This article was published on August 18, 2011

Understanding connection types across social networks


Understanding connection types across social networks

My company is hard at work in the final design stages of a Web service which has an enterprise social flavour. In the throngs of a design session this week, we got talking about “handshaking” on social networks – the whole process of inviting people to be inside one’s own sub-network, accepting/declining invitations and how that shapes the information that is shared.

We talked through design patterns from well-known websites and realised that there’s room to sketch out the different models and think about how they are/aren’t relevant to the system we’re designing. It was interesting to consider how these patterns shape our entire experience of different social networks and I thought it would be worth sharing some of our reflections.

Connecting: The reciprocal two way connection

For many people, Facebook was their first experience of socially networked sites. Facebook creates a reciprocal two-way connection: both parties have consented to be in the relationship. ‘A’ invites ‘B’ and ‘B’ needs to accept the invitation from ‘A’ in order to create a connection. Broadly speaking, ‘A’ then sees what ‘B’ posts and ‘B’ sees what ‘A’ posts.

Naturally, if either A or B choose to ‘unfriend’, the entire relationship disintegrates and neither party can see each other’s posts.

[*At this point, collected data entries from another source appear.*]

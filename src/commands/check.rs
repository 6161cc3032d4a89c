use crate::config::{BuildConfig, DEFINE_SYMBOL_PATTERN};
use crate::{ui, Pipeline};
use anyhow::{Context, Result};
use regex::Regex;
use std::fs;
use std::path::{Path, PathBuf};
use walkdir::WalkDir;

#[derive(Debug, Clone, PartialEq, Eq)]
struct ConfigIssue {
    source: PathBuf,
    field: Option<String>,
    message: String,
}

impl ConfigIssue {
    fn general(source: &Path, message: impl Into<String>) -> Self {
        Self {
            source: source.to_path_buf(),
            field: None,
            message: message.into(),
        }
    }

    fn field(source: &Path, field: &str, message: impl Into<String>) -> Self {
        Self {
            source: source.to_path_buf(),
            field: Some(field.to_string()),
            message: message.into(),
        }
    }
}

pub fn execute(pipeline: &Pipeline) -> Result<()> {
    let settings = pipeline.settings();
    let dir = if settings.config_dir.as_os_str().is_empty() {
        Path::new(".")
    } else {
        settings.config_dir.as_path()
    };

    let files = config_files(dir, &settings.config_name)?;
    let symbol = Regex::new(DEFINE_SYMBOL_PATTERN).context("Invalid define symbol pattern")?;

    let mut issues = Vec::new();
    for path in &files {
        issues.extend(check_file(path, &settings.config_name, &symbol)?);
    }

    if issues.is_empty() {
        if files.is_empty() {
            ui::info(format!(
                "No {}*.toml files found in {}",
                settings.config_name,
                dir.display()
            ));
        } else {
            ui::success(
                "Check",
                format!("Validated {} config file(s) without issues.", files.len()),
            );
        }
        Ok(())
    } else {
        for issue in &issues {
            let location = match &issue.field {
                Some(field) => format!("{} ({field})", issue.source.display()),
                None => issue.source.display().to_string(),
            };
            ui::error(format!("{location}: {}", issue.message));
        }
        anyhow::bail!("Config validation failed ({} issue(s)).", issues.len());
    }
}

/// `<name>.toml` and `<name>.<target>[.<channel>].toml` directly inside `dir`, sorted.
fn config_files(dir: &Path, name: &str) -> Result<Vec<PathBuf>> {
    if !dir.is_dir() {
        return Ok(Vec::new());
    }

    let mut files = Vec::new();
    for entry in WalkDir::new(dir).min_depth(1).max_depth(1) {
        let entry = entry.with_context(|| format!("Failed to read {}", dir.display()))?;
        if !entry.file_type().is_file() {
            continue;
        }
        let file_name = entry.file_name().to_string_lossy();
        if file_name_parts(&file_name, name).is_some() {
            files.push(entry.into_path());
        }
    }

    files.sort();
    Ok(files)
}

/// Target and channel encoded in a config file name, `None` if it is not one of ours.
fn file_name_parts<'a>(file_name: &'a str, name: &str) -> Option<(Option<&'a str>, Option<&'a str>)> {
    let stem = file_name.strip_suffix(".toml")?;
    if stem == name {
        return Some((None, None));
    }

    let rest = stem.strip_prefix(name)?.strip_prefix('.')?;
    let mut parts = rest.split('.');
    let target = parts.next().filter(|t| !t.is_empty())?;
    let channel = parts.next();
    if parts.next().is_some() || channel.is_some_and(str::is_empty) {
        return None;
    }

    Some((Some(target), channel))
}

fn check_file(path: &Path, name: &str, symbol: &Regex) -> Result<Vec<ConfigIssue>> {
    let contents =
        fs::read_to_string(path).with_context(|| format!("Failed to read {}", path.display()))?;

    let config = match BuildConfig::parse(&contents, &path.display().to_string()) {
        Ok(config) => config,
        Err(error) => return Ok(vec![ConfigIssue::general(path, error.to_string())]),
    };

    let file_name = path
        .file_name()
        .map(|f| f.to_string_lossy().into_owned())
        .unwrap_or_default();
    let (target, channel) = file_name_parts(&file_name, name).unwrap_or((None, None));

    Ok(check_config(path, &config, target, channel, symbol))
}

fn check_config(
    path: &Path,
    config: &BuildConfig,
    target: Option<&str>,
    channel: Option<&str>,
    symbol: &Regex,
) -> Vec<ConfigIssue> {
    let mut issues = Vec::new();

    // Target and channel pick the files to read, so only the file name may carry them.
    for (field, value, from_name, env_var) in [
        ("target", &config.build.target, target, "BUILD_TARGET"),
        ("channel", &config.app.channel, channel, "STORE"),
    ] {
        if value.is_empty() {
            continue;
        }
        match from_name {
            Some(expected) if value != expected => issues.push(ConfigIssue::field(
                path,
                field,
                format!("'{value}' does not match file {field} '{expected}'"),
            )),
            Some(_) => {}
            None => issues.push(ConfigIssue::field(
                path,
                field,
                format!("'{value}' is ignored here; set the {field} with --{field} or {env_var}"),
            )),
        }
    }

    for (field, value) in [
        ("bundle_version_code", config.version.bundle_version_code),
        ("build_number", config.version.build_number),
    ] {
        if value < 0 {
            issues.push(ConfigIssue::field(
                path,
                field,
                format!("{value} is negative; leave it out to keep it unset"),
            ));
        }
    }

    for define in &config.build.defines {
        if !symbol.is_match(define) {
            issues.push(ConfigIssue::field(
                path,
                "defines",
                format!("'{define}' is not a valid define symbol"),
            ));
        }
    }

    if config.build.scenes.iter().any(|scene| scene.trim().is_empty()) {
        issues.push(ConfigIssue::field(path, "scenes", "contains an empty scene path"));
    }

    issues
}
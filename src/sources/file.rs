use std::fs;
use std::path::{Path, PathBuf};

use super::ConfigSource;
use crate::config::{is_custom_channel, BuildConfig};
use crate::error::SourceError;

const EXTENSION: &str = "toml";

/// Path of the config shared by all platforms: `<dir>/<name>.toml`.
pub fn shared_config_path(dir: &Path, name: &str) -> PathBuf {
    dir.join(format!("{name}.{EXTENSION}"))
}

/// Platform config paths in lookup order.
///
/// With a channel other than the target's default store, the channel-specific
/// file `<name>.<target>.<channel>.toml` is tried before `<name>.<target>.toml`.
/// Without a target there is no platform file.
pub fn platform_config_candidates(
    dir: &Path,
    name: &str,
    target: &str,
    channel: &str,
) -> Vec<PathBuf> {
    if target.is_empty() {
        return Vec::new();
    }

    let mut candidates = Vec::with_capacity(2);
    if is_custom_channel(target, channel) {
        candidates.push(dir.join(format!("{name}.{target}.{channel}.{EXTENSION}")));
    }
    candidates.push(dir.join(format!("{name}.{target}.{EXTENSION}")));
    candidates
}

/// A TOML config file. A missing file is unavailable, an empty one is empty.
#[derive(Debug, Clone)]
pub struct FileSource {
    label: String,
    path: Option<PathBuf>,
}

impl FileSource {
    pub fn new(label: impl Into<String>, path: impl Into<PathBuf>) -> Self {
        Self {
            label: label.into(),
            path: Some(path.into()),
        }
    }

    pub fn shared(dir: &Path, name: &str) -> Self {
        Self::new("shared config", shared_config_path(dir, name))
    }

    /// The first existing platform candidate, or the most generic one when none exists.
    pub fn platform(dir: &Path, name: &str, target: &str, channel: &str) -> Self {
        let candidates = platform_config_candidates(dir, name, target, channel);
        let path = candidates
            .iter()
            .find(|path| path.is_file())
            .or_else(|| candidates.last())
            .cloned();

        Self {
            label: "platform config".to_string(),
            path,
        }
    }

    pub fn path(&self) -> Option<&Path> {
        self.path.as_deref()
    }
}

impl ConfigSource for FileSource {
    fn name(&self) -> String {
        match &self.path {
            Some(path) => format!("{} {}", self.label, path.display()),
            None => self.label.clone(),
        }
    }

    fn load(&self) -> Result<BuildConfig, SourceError> {
        let Some(path) = &self.path else {
            return Err(SourceError::unavailable(&self.label, "no build target set"));
        };

        if !path.is_file() {
            return Err(SourceError::unavailable(
                self.name(),
                format!("{} not found", path.display()),
            ));
        }

        let contents = fs::read_to_string(path).map_err(|error| SourceError::Io {
            path: path.clone(),
            error,
        })?;

        BuildConfig::parse(&contents, &path.display().to_string())
    }
}

#[cfg(test)]
mod tests {
    use super::*;
    use tempfile::TempDir;

    #[test]
    fn shared_path_uses_prefix() {
        let path = shared_config_path(Path::new("config"), "BuildConfig");
        assert_eq!(path, Path::new("config/BuildConfig.toml"));
    }

    #[test]
    fn platform_candidates_prefer_channel() {
        let candidates =
            platform_config_candidates(Path::new("cfg"), "BuildConfig", "Android", "Amazon");
        assert_eq!(
            candidates,
            vec![
                PathBuf::from("cfg/BuildConfig.Android.Amazon.toml"),
                PathBuf::from("cfg/BuildConfig.Android.toml"),
            ]
        );

        let candidates = platform_config_candidates(Path::new("cfg"), "BuildConfig", "iOS", "");
        assert_eq!(candidates, vec![PathBuf::from("cfg/BuildConfig.iOS.toml")]);

        let candidates =
            platform_config_candidates(Path::new("cfg"), "BuildConfig", "Android", "GooglePlay");
        assert_eq!(candidates, vec![PathBuf::from("cfg/BuildConfig.Android.toml")]);

        assert!(platform_config_candidates(Path::new("cfg"), "BuildConfig", "", "x").is_empty());
    }

    #[test]
    fn missing_file_is_unavailable() {
        let temp = TempDir::new().unwrap();
        let error = FileSource::shared(temp.path(), "BuildConfig")
            .load()
            .unwrap_err();
        assert!(error.is_unavailable());
    }

    #[test]
    fn platform_without_target_is_unavailable() {
        let temp = TempDir::new().unwrap();
        let source = FileSource::platform(temp.path(), "BuildConfig", "", "");
        assert!(source.path().is_none());
        assert!(source.load().unwrap_err().is_unavailable());
    }

    #[test]
    fn platform_falls_back_to_channel_free_file() {
        let temp = TempDir::new().unwrap();
        fs::write(
            temp.path().join("BuildConfig.Android.toml"),
            "product_name = \"Generic\"\n",
        )
        .unwrap();

        let source = FileSource::platform(temp.path(), "BuildConfig", "Android", "Amazon");
        assert_eq!(source.load().unwrap().app.product_name, "Generic");

        fs::write(
            temp.path().join("BuildConfig.Android.Amazon.toml"),
            "product_name = \"Amazon\"\n",
        )
        .unwrap();

        let source = FileSource::platform(temp.path(), "BuildConfig", "Android", "Amazon");
        assert_eq!(source.load().unwrap().app.product_name, "Amazon");
    }

    #[test]
    fn malformed_file_is_a_parse_error() {
        let temp = TempDir::new().unwrap();
        fs::write(temp.path().join("BuildConfig.toml"), "scenes = [\n").unwrap();

        let error = FileSource::shared(temp.path(), "BuildConfig")
            .load()
            .unwrap_err();
        assert!(matches!(error, SourceError::Parse { .. }));
    }

    #[test]
    fn empty_file_is_empty_config() {
        let temp = TempDir::new().unwrap();
        fs::write(temp.path().join("BuildConfig.toml"), "").unwrap();

        let config = FileSource::shared(temp.path(), "BuildConfig").load().unwrap();
        assert!(config.is_empty());
    }
}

Other examples: LinkedIn, MySpace, Foursquare, Gowalla

Following: The loosely coupled pair of one way connection

Twitter wasn’t the first social tool built on the one-way connection, but it was the one that captured the imagination of people beyond the tech industry. ‘A’ follows ‘B’ and sees ‘B’’s posts. There is no compunction on ‘B’ to follow ‘A’. It is a simple, one-way relationship.

If ‘B’ chooses to follow ‘A’, it becomes a loosely coupled pair of one-way connections. Loosely coupled in as much that ‘A’ could choose to unfollow (disengage) ‘B’, but ‘B’’s follow relationship of ‘A’ will still remain.

Other examples: Most forms of blogging, Posterous, Tumblr, Yammer, Instagram, Flickr

Circles: Google+ blurs the lines

Google+ blurs the lines somewhat. Relationships can be a reciprocal, two-way relationship or a loosely coupled one-way connection.

G+ reciprocal two way relationships
‘A’ puts ‘B’ into a circle. In real-world terms, this means ‘A’ wants to share something with ‘B’. If ‘B’ puts ‘A’ into one of their circles, then a loosely coupled reciprocal relationship is created. When ‘A’ shares something with the circle, ‘B’ is in (or publicly), it will appear in ‘B’’s stream and when ‘B’ shares something with the circle, ‘A’ is in (or publicly), it will appear in ‘A’’s stream.

G+ one way connections
‘A’ puts ‘B’ into a circle but ‘B’ chooses not to put ‘A’ into a circle. In real-world terms, ‘A’ is wanting to share with ‘B’, but ‘B’ doesn’t really want to deeply engage with ‘A’. It’s a Twitter-style scenario, ‘A’ will see posts which ‘B’ posts as Public, but not when ‘B’ posts to specific circles.

What’s Google’s big idea?
Google’s argument is that catering for both scenarios in a single Web service is more reflective of real life. We have circles of family, friends and colleagues we have deep engagement with. People who placed each other into circles and are using Google+ to deeply engage with each other. We also want to get content from other people – writers, luminaries, influencers of some description – where we don’t expect them to choose to engage directly with us.

Taking the handshake challenge

It seems there’s a pattern emerging. Services designed for deep person-to-person engagement tend to use reciprocal connections. Services built around sharing content, in all sorts of forms, tend to use loosely coupled one-way relationships.

Enterprise social is an interesting anomaly – it’s about deep engagement but within the context of an existing walled garden (i.e. the enterprise). The invite/accept model may seem more relevant but it would likely be counterproductive to create the notion of being able to decline a connection within the context of a work environment.

Design decisions need to be driven by requirement. The type of service being designed will inform the decision around the handshaking pattern.

So where did we end up with our design decision? Well, we’re building an enterprise social network component so we’re working up a model based on loosely coupled one-way connections.